С запада дул ветерок: он проносился над холмами, напоенный сладким благоуханием вереска и камыша; небо было безоблачно-синее, река, вздувшаяся от весенних дождей, неслась вниз по лощине, полноводная и прозрачная, то отражая золотые лучи солнца, то сапфирную синеву неба. Свернув с тропы, мы зашагали по мягкой луговине с изумрудно-зеленой травой, пестревшей мелкими белыми цветочками и усеянной крупными золотыми звездами желтых цветов; холмы обступили нас со всех сторон.

– Давайте отдохнем, – сказал Сент-Джон, когда мы подошли к утесам, охранявшим ущелье, в конце которого ручей низвергался шумным водопадом; немного поодаль высились горы, уже без покрова травы и цветов, одетые лишь вереском и украшенные каменными глыбами. Здесь безлюдье превращалось в пустыню, веселые тона сменялись мрачными; горы словно стерегли это печальное одиночество, это последнее прибежище тишины…

Я села. Сент-Джон стоял возле меня. Он смотрел то на ущелье, то на стремнину; его взор то скользил по волнам, то поднимался к небу, от которого вода казалась голубой; он снял шляпу, и ветерок шевелил его волосы и ласкал его лоб. Чудилось, будто он находится в таинственном общении с гением этих мест, он словно прощался с ними взглядом.

– Все это я увижу во сне, – сказал он, – когда буду спать на берегах Ганга, и еще раз – в предназначенный час, когда иной сон сойдет на меня, на берегах еще более таинственной реки.

Странные слова странной привязанности! Суровой была любовь этого патриота к своему отечеству!

Сент-Джон также сел; по крайней мере полчаса мы молчали, затем он снова заговорил:

– Джейн, я уезжаю через полтора месяца. Я заказал себе место на судне, которое отплывает в Ост-Индию двадцатого июня.

– Господь да сохранит вас, вы будете трудиться на его ниве, – ответила я.

– Да, – сказал он, – в этом моя гордость и радость. Я слуга непогрешимого Владыки. Я не вверяю себя человеческому руководству, не подчиняюсь низменным законам и греховной власти подобных мне слабых земных червей; мой властелин, мой законодатель, мой капитан – Всевышний. Мне странно, что все вокруг меня не горят желанием вступить под Его знамена.

– Не всем дано то, что дано вам, и было бы безрассудно слабому идти рядом с сильным.

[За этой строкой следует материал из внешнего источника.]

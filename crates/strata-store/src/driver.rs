//! Backend-agnostic storage contract.

use crate::error::{Result, StoreError};
use crate::id::{BuildId, BuildKey, Tag};
use crate::manifest::BuildInfo;
use async_trait::async_trait;
use std::collections::HashMap;
use std::path::{Path, PathBuf};

/// A writable root handed out by [`StorageDriver::create_empty`] or
/// [`StorageDriver::clone_layer`].
///
/// The layer stays mutable and cannot be cloned from until it is passed to
/// [`StorageDriver::finalize`], which consumes it.
#[derive(Debug)]
#[must_use = "a layer must be finalized, even on failure paths"]
pub struct Layer {
    id: BuildId,
    name: String,
    path: PathBuf,
}

impl Layer {
    /// Create a layer handle. Only storage backends should need this.
    pub fn new(id: BuildId, name: impl Into<String>, path: impl Into<PathBuf>) -> Self {
        Self {
            id,
            name: name.into(),
            path: path.into(),
        }
    }

    /// Build this layer belongs to.
    pub fn id(&self) -> &BuildId {
        &self.id
    }

    /// Image name the layer was created for.
    pub fn name(&self) -> &str {
        &self.name
    }

    /// Writable root directory.
    pub fn path(&self) -> &Path {
        &self.path
    }
}

/// Copy-on-write persistence backend.
///
/// Implementations must be safe for sequential reuse across recursive
/// builds. Cross-process locking is the caller's concern.
#[async_trait]
pub trait StorageDriver: Send + Sync {
    /// Allocate a fresh writable root with no parent.
    async fn create_empty(&self, name: &str, id: &BuildId) -> Result<Layer>;

    /// Create a writable child of `src`'s finalized state.
    ///
    /// Fails with [`StoreError::SourceNotFound`] if `src` was never sealed
    /// into a snapshot.
    async fn clone_layer(&self, src: &BuildId, name: &str, dst: &BuildId) -> Result<Layer>;

    /// Seal a layer. Cloneable builds gain an immutable snapshot; other
    /// builds stay writable.
    async fn finalize(&self, layer: Layer) -> Result<()>;

    /// Read a build's manifest.
    async fn info(&self, id: &BuildId) -> Result<BuildInfo>;

    /// List every stored build, with or without a manifest.
    async fn builds(&self) -> Result<Vec<BuildId>>;

    /// Resolve a key to the build currently carrying it.
    async fn build_id(&self, key: &BuildKey) -> Result<BuildId>;

    /// Persist a manifest for an existing build.
    async fn store_manifest(&self, info: &BuildInfo) -> Result<()>;

    /// Attach `tag`, detaching it from whichever build held it under the
    /// same name.
    async fn tag(&self, id: &BuildId, tag: &Tag) -> Result<()>;

    /// Detach `tag` from a build. Untagging a tag the build lacks is a no-op.
    async fn untag(&self, id: &BuildId, tag: &Tag) -> Result<()>;

    /// Destroy a build's storage.
    ///
    /// Fails with [`StoreError::HasChildren`] while other layers were cloned
    /// from it.
    async fn drop_build(&self, id: &BuildId) -> Result<()>;

    /// Resolve a user reference: either a build ID or `name[:tag]`.
    async fn resolve(&self, reference: &str) -> Result<BuildId> {
        if BuildId::is_valid(reference) {
            let id: BuildId = reference.parse()?;
            self.info(&id).await?;
            return Ok(id);
        }
        let key: BuildKey = reference.parse()?;
        self.build_id(&key).await
    }

    /// The `based_on` forest of all builds that carry a manifest.
    async fn parents(&self) -> Result<HashMap<BuildId, Option<BuildId>>> {
        let mut forest = HashMap::new();
        for id in self.builds().await? {
            match self.info(&id).await {
                Ok(info) => {
                    forest.insert(id, info.based_on);
                }
                Err(e) if e.is_not_found() => {
                    forest.insert(id, None);
                }
                Err(e) => return Err(e),
            }
        }
        Ok(forest)
    }
}

/// Detach `tag` from the current owner of `key` unless that owner is `id`.
///
/// Shared by backends to implement tag move semantics.
pub async fn detach_key<D: StorageDriver + ?Sized>(
    driver: &D,
    key: &BuildKey,
    id: &BuildId,
) -> Result<Option<BuildId>> {
    match driver.build_id(key).await {
        Ok(owner) if &owner != id => {
            tracing::debug!(key = %key, from = %owner, to = %id, "Moving tag");
            driver.untag(&owner, key.tag()).await?;
            Ok(Some(owner))
        }
        Ok(_) => Ok(None),
        Err(StoreError::KeyNotFound(_)) => Ok(None),
        Err(e) => Err(e),
    }
}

– Я говорю не о слабых, мне нет дела до них. Я обращаюсь только к тем, кто достоин этого труда и способен его выполнить.

– Таких мало, и их нелегко найти.

– Вы правы; но если их найдешь, надо будить их, звать и увлекать за собой, показывать им, каковы их дарования и зачем они им даны, открывать им волю небес, предлагать от имени Бога место в рядах Его избранников.

– Если они действительно достойны такой задачи, разве им сердце не подскажет?

Мне казалось, словно страшные чары сгущаются вокруг и овладевают мной; я боялась, что этот человек произнесет какие-то роковые слова, которые закрепят его власть надо мной.

– А что говорит ваше сердце? – спросил Сент-Джон.

– Мое сердце молчит… мое сердце молчит, – отвечала я, потрясенная и испуганная.

– Тогда я буду говорить за него, – продолжал он своим звучным, решительным голосом. – Джейн, поезжайте со мной в Индию, поезжайте как моя помощница, как ближайший мой товарищ.

Земля и небо закружились передо мной, горы заколебались. Казалось, я услышала призыв небес. Но я не была апостолом, вестник был мне незрим, и я не могла последовать призыву.